TASK GOAL: Copy, from the entries below, each line where the word "matches" can be found.

★ ★ ★ ★

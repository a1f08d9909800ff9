//! Per-operation validation and planning.
//!
//! For every node in execution order the planner checks operand shapes and
//! types, records tensor shape constraints, registers constant
//! initializers and asks the node's backend for a stage.

use std::collections::BTreeMap;

use super::geometry;
use super::plan_builder::PlanBuilder;
use crate::backend::{BackendContext, Initializer, TensorInfo};
use crate::error::{ForgeError, ForgeResult, GraphError, ResolutionError};
use crate::graph::{
    AddParam, ConcatParam, Conv2DParam, DataType, FeatureShape, FullyConnectedParam, LowerInfo, Node,
    OpKind, OperandIndex, OperandSet, Operation, Pool2DParam, ReshapeParam, Shape, SoftmaxParam,
};

pub struct Planner<'a> {
    operands: &'a OperandSet,
    contexts: &'a BTreeMap<String, BackendContext>,
    builder: &'a mut PlanBuilder,
}

impl<'a> Planner<'a> {
    pub fn new(
        operands: &'a OperandSet,
        contexts: &'a BTreeMap<String, BackendContext>,
        builder: &'a mut PlanBuilder,
    ) -> Self {
        Self {
            operands,
            contexts,
            builder,
        }
    }

    pub fn visit(&mut self, operation: &Operation, info: &LowerInfo) -> ForgeResult<()> {
        let contexts = self.contexts;
        let context = contexts
            .get(info.backend())
            .ok_or_else(|| ResolutionError::UnknownBackend(info.backend().to_string()))?;
        let kind = operation.kind();
        operation.check_arity()?;

        match operation {
            Operation::Conv2D(node) => self.conv2d(node, context)?,
            Operation::MaxPool2D(node) => self.pool2d(OpKind::MaxPool2D, node)?,
            Operation::AvgPool2D(node) => self.pool2d(OpKind::AvgPool2D, node)?,
            Operation::Concat(node) => self.concat(node)?,
            Operation::FullyConnected(node) => self.fully_connected(node, context)?,
            Operation::Reshape(node) => self.reshape(node)?,
            Operation::Softmax(node) => self.softmax(node)?,
            Operation::Add(node) => self.add(node)?,
            Operation::Cast(node) => self.same_shape(kind, node.input(0), node.output())?,
            Operation::Nop(node) => {
                self.same_shape(kind, node.input(0), node.output())?;
                self.same_type(node.input(0), node.output())?;
            }
            Operation::Permute(node) => {
                self.same_shape(kind, node.input(0), node.output())?;
                self.same_type(node.input(0), node.output())?;
            }
        }

        for index in operation.inputs().iter().chain(operation.outputs()) {
            let operand = self.operands.at(*index)?;
            self.builder
                .add_shape_constraint(*index, TensorInfo::new(operand.shape.clone(), operand.type_info))?;
        }
        self.generic_constants(operation, context)?;

        let stage = context.stage_gen.generate(operation, self.operands)?;
        tracing::trace!(%kind, backend = info.backend(), ?stage, "planned operation");
        self.builder.add_stage(stage);
        Ok(())
    }

    // ========== Per-kind validation ==========

    fn conv2d(&mut self, node: &Node<Conv2DParam>, context: &BackendContext) -> ForgeResult<()> {
        let kind = OpKind::Conv2D;
        let input = node.input(Conv2DParam::INPUT);
        let kernel_index = node.input(Conv2DParam::KERNEL);
        let bias_index = node.input(Conv2DParam::BIAS);
        self.float32(&[input, kernel_index, bias_index, node.output()])?;

        let ifm = self.operands.feature(input)?;
        let kernel = self.operands.kernel(kernel_index)?;
        let bias = self.operands.vector(bias_index)?;
        if kernel.c != ifm.c {
            return Err(mismatch(
                kind,
                kernel_index,
                format!("kernel depth {} does not match input channels {}", kernel.c, ifm.c),
            ));
        }
        if bias != kernel.n {
            return Err(mismatch(
                kind,
                bias_index,
                format!("bias length {} does not match output channels {}", bias, kernel.n),
            ));
        }
        let (geometry, _) = geometry::conv2d(node, self.operands)?;
        self.expect_feature(kind, node.output(), geometry.output)?;

        let generator = &context.initializer_gen;
        if self.is_constant(kernel_index)? {
            let init = generator.conv2d_kernel(node, self.operands)?;
            self.builder.add_initializer(kernel_index, init);
        }
        if self.is_constant(bias_index)? {
            let init = generator.conv2d_bias(node, self.operands)?;
            self.builder.add_initializer(bias_index, init);
        }
        Ok(())
    }

    fn pool2d(&mut self, kind: OpKind, node: &Node<Pool2DParam>) -> ForgeResult<()> {
        if kind == OpKind::AvgPool2D {
            self.float32(&[node.input(0), node.output()])?;
        } else {
            self.same_type(node.input(0), node.output())?;
            let dtype = self.operands.at(node.input(0))?.dtype();
            if !matches!(dtype, DataType::Float32 | DataType::QuantAsymm8) {
                return Err(GraphError::TypeMismatch {
                    index: node.input(0),
                    expected: DataType::Float32.to_string(),
                    actual: dtype.to_string(),
                }
                .into());
            }
        }
        let (geometry, _) = geometry::pool2d(kind, node, self.operands)?;
        self.expect_feature(kind, node.output(), geometry.output)
    }

    fn concat(&mut self, node: &Node<ConcatParam>) -> ForgeResult<()> {
        let kind = OpKind::Concat;
        let axis = geometry::concat_axis(node, self.operands)?;
        let output = node.output();
        let first = self.operands.shape(node.input(0))?.dims().to_vec();
        let mut expected = first.clone();
        expected[axis] = 0;

        for input in &node.inputs {
            self.same_type(*input, output)?;
            let dims = self.operands.shape(*input)?.dims();
            if dims.len() != first.len() {
                return Err(GraphError::UnsupportedRank {
                    index: *input,
                    expected: first.len().to_string(),
                    actual: dims.len(),
                }
                .into());
            }
            let off_axis = dims
                .iter()
                .zip(&first)
                .enumerate()
                .any(|(d, (a, b))| d != axis && a != b);
            if off_axis {
                return Err(mismatch(
                    kind,
                    *input,
                    format!("{:?} differs from {:?} off axis {}", dims, first, axis),
                ));
            }
            expected[axis] += dims[axis];
        }
        self.expect_dims(kind, output, &expected)
    }

    fn fully_connected(&mut self, node: &Node<FullyConnectedParam>, context: &BackendContext) -> ForgeResult<()> {
        let kind = OpKind::FullyConnected;
        let weight_index = node.input(FullyConnectedParam::WEIGHT);
        let bias_index = node.input(FullyConnectedParam::BIAS);
        self.float32(&[node.input(FullyConnectedParam::INPUT), weight_index, bias_index, node.output()])?;

        let (fc, _) = geometry::fully_connected(node, self.operands)?;
        let bias = self.operands.vector(bias_index)?;
        if bias != fc.num_units {
            return Err(mismatch(
                kind,
                bias_index,
                format!("bias length {} does not match {} units", bias, fc.num_units),
            ));
        }
        self.expect_dims(kind, node.output(), &[fc.batch, fc.num_units])?;

        let generator = &context.initializer_gen;
        if self.is_constant(weight_index)? {
            let init = generator.fully_connected_weight(node, self.operands)?;
            self.builder.add_initializer(weight_index, init);
        }
        if self.is_constant(bias_index)? {
            let init = generator.fully_connected_bias(node, self.operands)?;
            self.builder.add_initializer(bias_index, init);
        }
        Ok(())
    }

    fn reshape(&mut self, node: &Node<ReshapeParam>) -> ForgeResult<()> {
        let kind = OpKind::Reshape;
        let (input, output) = (node.input(0), node.output());
        self.same_type(input, output)?;
        let from = self.operands.shape(input)?.num_elements();
        let to = self.operands.shape(output)?;
        if from != to.num_elements() {
            return Err(mismatch(
                kind,
                output,
                format!("{} elements cannot be reshaped into {:?}", from, to.dims()),
            ));
        }
        if let Some(shape_index) = node.param.shape {
            let operand = self.operands.at(shape_index)?;
            if let Some(data) = operand.data() {
                let requested = data.to_i32_vec();
                let matches = requested.len() == to.rank()
                    && requested
                        .iter()
                        .zip(to.dims())
                        .all(|(r, d)| *r == -1 || *r as usize == *d);
                if !matches {
                    return Err(GraphError::InvalidParam {
                        kind,
                        index: shape_index,
                        reason: format!("target shape {:?} disagrees with output {:?}", requested, to.dims()),
                    }
                    .into());
                }
            }
        }
        Ok(())
    }

    fn softmax(&mut self, node: &Node<SoftmaxParam>) -> ForgeResult<()> {
        let kind = OpKind::Softmax;
        let (input, output) = (node.input(0), node.output());
        self.float32(&[input, output])?;
        self.same_shape(kind, input, output)?;
        let rank = self.operands.shape(input)?.rank();
        if rank != 2 && rank != 4 {
            return Err(GraphError::UnsupportedRank {
                index: input,
                expected: "2 or 4".to_string(),
                actual: rank,
            }
            .into());
        }
        let beta = self.operands.scalar_f32(node.param.beta)?;
        if beta.is_nan() || beta <= 0.0 {
            return Err(GraphError::InvalidParam {
                kind,
                index: node.param.beta,
                reason: format!("beta must be positive, got {}", beta),
            }
            .into());
        }
        Ok(())
    }

    fn add(&mut self, node: &Node<AddParam>) -> ForgeResult<()> {
        let kind = OpKind::Add;
        let (lhs, rhs, output) = (node.input(AddParam::LHS), node.input(AddParam::RHS), node.output());
        self.float32(&[lhs, rhs, output])?;
        self.same_shape(kind, lhs, output)?;
        self.same_shape(kind, rhs, output)?;
        geometry::activation(kind, self.operands, node.param.activation)?;
        Ok(())
    }

    // ========== Constants ==========

    /// Constant inputs without a weight role get a plain copy.
    fn generic_constants(&mut self, operation: &Operation, context: &BackendContext) -> ForgeResult<()> {
        let roles: &[usize] = match operation {
            Operation::Conv2D(_) => &[Conv2DParam::KERNEL, Conv2DParam::BIAS],
            Operation::FullyConnected(_) => &[FullyConnectedParam::WEIGHT, FullyConnectedParam::BIAS],
            _ => &[],
        };
        for (role, index) in operation.inputs().iter().enumerate() {
            if roles.contains(&role) || !self.is_constant(*index)? {
                continue;
            }
            let init: Box<dyn Initializer> = context.initializer_gen.constant(*index, self.operands)?;
            self.builder.add_initializer(*index, init);
        }
        Ok(())
    }

    fn is_constant(&self, index: OperandIndex) -> ForgeResult<bool> {
        Ok(self.operands.at(index)?.is_constant())
    }

    // ========== Checks ==========

    fn float32(&self, indices: &[OperandIndex]) -> ForgeResult<()> {
        for index in indices {
            let dtype = self.operands.at(*index)?.dtype();
            if dtype != DataType::Float32 {
                return Err(GraphError::TypeMismatch {
                    index: *index,
                    expected: DataType::Float32.to_string(),
                    actual: dtype.to_string(),
                }
                .into());
            }
        }
        Ok(())
    }

    fn same_type(&self, input: OperandIndex, output: OperandIndex) -> ForgeResult<()> {
        let expected = self.operands.at(output)?.type_info;
        let actual = self.operands.at(input)?.type_info;
        if expected != actual {
            return Err(GraphError::TypeMismatch {
                index: input,
                expected: expected.dtype.to_string(),
                actual: actual.dtype.to_string(),
            }
            .into());
        }
        Ok(())
    }

    fn same_shape(&self, kind: OpKind, input: OperandIndex, output: OperandIndex) -> ForgeResult<()> {
        let expected = self.operands.shape(output)?.dims();
        self.expect_dims(kind, input, expected)
    }

    fn expect_feature(&self, kind: OpKind, index: OperandIndex, expected: FeatureShape) -> ForgeResult<()> {
        self.expect_dims(kind, index, &[expected.n, expected.h, expected.w, expected.c])
    }

    fn expect_dims(&self, kind: OpKind, index: OperandIndex, expected: &[usize]) -> ForgeResult<()> {
        let actual: &Shape = self.operands.shape(index)?;
        if actual.dims() != expected {
            return Err(mismatch(
                kind,
                index,
                format!("declared {:?}, expected {:?}", actual.dims(), expected),
            ));
        }
        Ok(())
    }
}

fn mismatch(kind: OpKind, index: OperandIndex, reason: String) -> ForgeError {
    GraphError::ShapeMismatch { kind, index, reason }.into()
}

★ ★ ★ ★

REPLY TO THE EXERCISE:
            if !matches!(dtype, DataType::Float32 | DataType::QuantAsymm8) {
                let matches = requested.len() == to.rank()
                if !matches {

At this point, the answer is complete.